Lost After Dark (2015)

“Surprisingly good slasher homage”

Coming hot on the heels of last year’s THE FINAL GIRLS, here’s another film inspired by the classic slasher films of the 1970s and 1980s. However, instead of taking the meta or post-modern route, LOST AFTER DARK gives us a more straightforward, blood-splattered homage to a genre that, like the lumbering maniacs that are often the killers in these films, refuses to lie down and die.

It’s 1984, and a group of teenagers decide to swear off the homecoming dance / prom / whatever other thing unrelated to work that American schools seemed to be holding every other week in these films, and instead travel to a remote cabin in a stolen school bus to enjoy a weekend of those old slasher standbys beer, drugs and pre-marital sex. 

Unfortunately the bus breaks down and they find themselves pursued by a cannibalistic maniac who lives in the crumbling old house they stumble upon in the middle of the night. Various well-known (and probably well-loved) death scenes occur until Sheriff Rick Rosenthal (yes, the director of the original HALLOWEEN II) turns up to explain what we have already guessed.

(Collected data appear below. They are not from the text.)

use core_types::{PriceBar, WindowSeries};
use rust_decimal::Decimal;

/// Trailing arithmetic moving average aligned to each input row.
///
/// For row `i` (0-based) the value is the mean of the `close` values at
/// indices `[i - window + 1, i]` inclusive, present only once the window is
/// fully populated (`i >= window - 1`). Earlier rows get `None`: the
/// statistic is absent, not zero. No weighting, no look-ahead.
///
/// Maintained as a running sum, so one pass over the table regardless of
/// window size. Callers guarantee `window >= 1` (validated upstream).
pub fn rolling_mean(bars: &[PriceBar], window: usize) -> WindowSeries {
    debug_assert!(window >= 1);

    let mut out = Vec::with_capacity(bars.len());
    let mut sum = Decimal::ZERO;

    for (i, bar) in bars.iter().enumerate() {
        sum += bar.close;
        if i >= window {
            sum -= bars[i - window].close;
        }
        if i + 1 >= window {
            out.push(Some(sum / Decimal::from(window as u64)));
        } else {
            out.push(None);
        }
    }

    out
}

#[cfg(test)]
mod tests {
    use super::*;
    use rust_decimal_macros::dec;

    fn bars(closes: &[Decimal]) -> Vec<PriceBar> {
        closes.iter().map(|c| PriceBar { close: *c }).collect()
    }

    #[test]
    fn mean_is_absent_until_window_fills() {
        let table = bars(&[dec!(1), dec!(2), dec!(3), dec!(4), dec!(5)]);
        let means = rolling_mean(&table, 3);
        assert_eq!(
            means,
            vec![
                None,
                None,
                Some(dec!(2)),
                Some(dec!(3)),
                Some(dec!(4)),
            ]
        );
    }

    #[test]
    fn output_is_aligned_with_input() {
        let table = bars(&[dec!(10), dec!(20)]);
        for window in 1..=4 {
            assert_eq!(rolling_mean(&table, window).len(), table.len());
        }
    }

    #[test]
    fn window_of_one_tracks_the_close() {
        let table = bars(&[dec!(1.5), dec!(2.5)]);
        let means = rolling_mean(&table, 1);
        assert_eq!(means, vec![Some(dec!(1.5)), Some(dec!(2.5))]);
    }

    #[test]
    fn window_larger_than_table_never_fills() {
        let table = bars(&[dec!(1), dec!(2), dec!(3), dec!(4), dec!(5)]);
        let means = rolling_mean(&table, 10);
        assert!(means.iter().all(Option::is_none));
        assert_eq!(means.len(), 5);
    }

    #[test]
    fn mean_is_exact_for_non_terminating_divisions() {
        // 1/3-style division stays a Decimal, not a binary float.
        let table = bars(&[dec!(1), dec!(1), dec!(2)]);
        let means = rolling_mean(&table, 3);
        let expected = (dec!(1) + dec!(1) + dec!(2)) / dec!(3);
        assert_eq!(means[2], Some(expected));
    }

    #[test]
    fn empty_table_yields_empty_series() {
        assert!(rolling_mean(&[], 3).is_empty());
    }
}
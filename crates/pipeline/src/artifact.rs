use crate::error::PipelineError;
use serde::Serialize;
use std::fs::File;
use std::path::Path;

/// Writes the run's single output document as 2-space-indented JSON.
///
/// This is the terminal action of a run. A failure here is not mapped to a
/// further document type; the caller propagates it as a fatal error.
pub fn write<T: Serialize>(path: &Path, document: &T) -> Result<(), PipelineError> {
    let file = File::create(path)?;
    serde_json::to_writer_pretty(file, document)?;
    Ok(())
}
//! # Run Analytics
//!
//! Reduces the signal series plus run metadata into the single summary
//! record the pipeline emits. It acts as the final, stateless calculation
//! step of the run.
//!
//! ## Architectural Principles
//!
//! - **Stateless Calculation:** the `MetricsAggregator` takes the series
//!   and metadata as input and produces a `MetricsRecord` as output.
//!   Nothing is cached between runs, which keeps it trivially testable.
//! - **Pinned rounding:** the metric value is rounded half away from zero
//!   to 4 decimal places, in exact decimal arithmetic.
//!
//! ## Public API
//!
//! - `MetricsAggregator`: the calculator.
//! - `MetricsRecord` / `ErrorRecord`: the two output document shapes.

pub mod aggregator;
pub mod records;

// Re-export the key components to create a clean, public-facing API.
pub use aggregator::MetricsAggregator;
pub use records::{ErrorRecord, MetricsRecord};
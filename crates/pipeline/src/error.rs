use thiserror::Error;

#[derive(Error, Debug)]
pub enum PipelineError {
    #[error("Configuration error: {0}")]
    Config(#[from] configuration::ConfigError),

    #[error("Data error: {0}")]
    Data(#[from] dataset::DataError),

    #[error("Runtime error: {0}")]
    Io(#[from] std::io::Error),

    #[error("Runtime error: {0}")]
    Serialization(#[from] serde_json::Error),
}
use rust_decimal::Decimal;
use serde::{Deserialize, Serialize};

/// One row of the input price table.
///
/// Row order is time order and is significant: the trailing-window statistic
/// depends on it. Decoders map the required `close` column here; any other
/// columns in the source table are ignored.
#[derive(Debug, Clone, PartialEq, Serialize, Deserialize)]
pub struct PriceBar {
    pub close: Decimal,
}

/// Trailing-window statistic aligned by index with the price table.
///
/// `None` marks rows with insufficient history (the first `window - 1`
/// rows). Absence stays distinguishable from a computed zero until the
/// signal generator deliberately collapses it.
pub type WindowSeries = Vec<Option<Decimal>>;

/// Binary 0/1 indicator per row, same length and alignment as the table.
pub type SignalSeries = Vec<u8>;
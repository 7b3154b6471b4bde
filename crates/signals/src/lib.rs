//! # Signal Derivation
//!
//! The windowed statistic and the binary indicator derived from it. This is
//! a pure logic crate: both operations are total functions of their inputs
//! with no I/O, no shared state, and no failure modes.

pub mod generator;
pub mod rolling;

// Re-export the key components to create a clean, public-facing API.
pub use generator::generate_signals;
pub use rolling::rolling_mean;
use thiserror::Error;

#[derive(Error, Debug)]
pub enum ConfigError {
    #[error("configuration file not found: {0}")]
    NotFound(String),

    #[error("failed to read configuration file: {0}")]
    Io(#[from] std::io::Error),

    #[error("invalid config file: empty or malformed")]
    Malformed,

    #[error("missing required config key: {0}")]
    MissingKey(&'static str),

    #[error("seed must be an integer")]
    SeedType,

    #[error("seed {0} is outside the range accepted by the random generator")]
    SeedOutOfRange(i64),

    #[error("window must be a positive integer")]
    WindowInvalid,

    #[error("version must be a non-empty string")]
    VersionType,
}
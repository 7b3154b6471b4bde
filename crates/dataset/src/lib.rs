//! # Price Table Loading
//!
//! Decodes an input file into the in-memory price table the pipeline runs
//! on. The `TableLoader` trait is the seam: the runner only requires that a
//! decoder produce ordered rows with a `close` value, so any format that
//! can satisfy that contract can be swapped in behind it.

pub mod error;
pub mod loader;

// Re-export the key components to create a clean, public-facing API.
pub use error::DataError;
pub use loader::{CsvTableLoader, TableLoader};
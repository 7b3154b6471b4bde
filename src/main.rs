use clap::Parser;
use configuration::logging;
use dataset::CsvTableLoader;
use pipeline::PipelineRunner;
use std::path::PathBuf;
use std::process::ExitCode;

/// One-shot batch pipeline: price series in, signal-rate metric out.
///
/// Reads a CSV price series and a YAML run configuration, computes a
/// trailing-window signal rate, and always leaves exactly one JSON result
/// document at the output path, success or failure.
#[derive(Parser)]
#[command(author, version, about, long_about = None)]
struct Cli {
    /// Input CSV file with at least a `close` column.
    #[arg(long)]
    input: PathBuf,

    /// Run configuration YAML file (`seed`, `window`, `version`).
    #[arg(long)]
    config: PathBuf,

    /// Path the result JSON document is written to.
    #[arg(long)]
    output: PathBuf,

    /// Log file path. Truncated at the start of each run.
    #[arg(long)]
    log_file: PathBuf,
}

fn main() -> ExitCode {
    let cli = Cli::parse();

    // The log sink must exist before anything worth logging happens. If it
    // cannot be opened there is no artifact contract yet; report and bail.
    let _guard = match logging::init(&cli.log_file) {
        Ok(guard) => guard,
        Err(e) => {
            eprintln!("failed to initialise logging at {}: {e}", cli.log_file.display());
            return ExitCode::FAILURE;
        }
    };

    let mut runner = PipelineRunner::new(
        cli.input,
        cli.config,
        cli.output,
        Box::new(CsvTableLoader),
    );

    match runner.run() {
        Ok(code) => ExitCode::from(code),
        Err(e) => {
            // Only reachable when the artifact itself could not be written;
            // a handled pipeline failure still returns Ok(1) above.
            tracing::error!("Fatal: {e}");
            ExitCode::FAILURE
        }
    }
}
use thiserror::Error;

#[derive(Error, Debug)]
pub enum DataError {
    #[error("input file not found: {0}")]
    NotFound(String),

    #[error("input CSV file is empty")]
    EmptyFile,

    #[error("invalid CSV format: {0}")]
    Malformed(#[from] csv::Error),

    #[error("CSV file contains no data rows")]
    NoRows,

    #[error("missing required column: close. found: {found:?}")]
    MissingColumn { found: Vec<String> },
}
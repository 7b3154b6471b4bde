use chrono::Local;
use std::fmt;
use std::fs::File;
use std::io;
use std::path::Path;
use tracing::{Event, Subscriber};
use tracing_appender::non_blocking::WorkerGuard;
use tracing_subscriber::EnvFilter;
use tracing_subscriber::fmt::format::Writer;
use tracing_subscriber::fmt::{FmtContext, FormatEvent, FormatFields};
use tracing_subscriber::layer::SubscriberExt;
use tracing_subscriber::registry::LookupSpan;
use tracing_subscriber::util::SubscriberInitExt;

/// Renders `YYYY-MM-DD HH:MM:SS - LEVEL - message` lines.
struct LineFormat;

impl<S, N> FormatEvent<S, N> for LineFormat
where
    S: Subscriber + for<'a> LookupSpan<'a>,
    N: for<'a> FormatFields<'a> + 'static,
{
    fn format_event(
        &self,
        ctx: &FmtContext<'_, S, N>,
        mut writer: Writer<'_>,
        event: &Event<'_>,
    ) -> fmt::Result {
        write!(
            writer,
            "{} - {} - ",
            Local::now().format("%Y-%m-%d %H:%M:%S"),
            event.metadata().level()
        )?;
        ctx.field_format().format_fields(writer.by_ref(), event)?;
        writeln!(writer)
    }
}

/// Initialises the process-wide log sink: the given file plus standard
/// output, both using the same line format. The file is truncated at the
/// start of the run.
///
/// The returned guard owns the background writer for the file side; hold it
/// until the process exits so the log file is flushed on every exit path.
pub fn init(log_file: &Path) -> io::Result<WorkerGuard> {
    let file = File::create(log_file)?;
    let (file_writer, guard) = tracing_appender::non_blocking(file);

    let filter = EnvFilter::try_from_default_env().unwrap_or_else(|_| EnvFilter::new("info"));

    tracing_subscriber::registry()
        .with(filter)
        .with(
            tracing_subscriber::fmt::layer()
                .event_format(LineFormat)
                .with_ansi(false)
                .with_writer(file_writer),
        )
        .with(
            tracing_subscriber::fmt::layer()
                .event_format(LineFormat)
                .with_ansi(false)
                .with_writer(io::stdout),
        )
        .init();

    Ok(guard)
}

There’s a lot to like about LOST AFTER DARK. While there’s a slightly home-made feel to the proceedings, many of the actual 1980s slasher films felt even more amateur, so it really does feel as if you’re watching an undiscovered item from that decade. The cast are likeable and give good performances, with everyone carefully avoiding any hint of being irritatingly ironic. The direction also ensures that the kills are actually quite horrible, the music suits the period without being slavishly imitative and there is a wealth of in-jokes.

These include calling all the male victims after directors of slasher films (Tobe, John, Sean, Wes) and the female victims after final girls (Jamie, Adrienne, Heather, Marilyn). There are also numerous implied references to everything from LAST HOUSE ON THE LEFT to A NIGHTMARE ON ELM STREET. Where LOST AFTER DARK succeeds where other films like this sometimes fail, however, is that you don’t need to be familiar with any of these films to enjoy the picture on its own merits. None of the in-jokes are presented with any kind of nudging, knowing ‘aren’t we clever’ attitude. If you know the movies you’ll get the joke. If you don’t, you won’t feel you’re missing out.
          Metrodome’s DVD gives you the film with a menu page that has some nice 1980s-style movie poster artwork. There are no extras at all, which is a bit of shame. LOST AFTER DARK really is pretty good. I liked it more than THE FINAL GIRLS and if you prefer your slasher homages a bit more down and dirty you will too.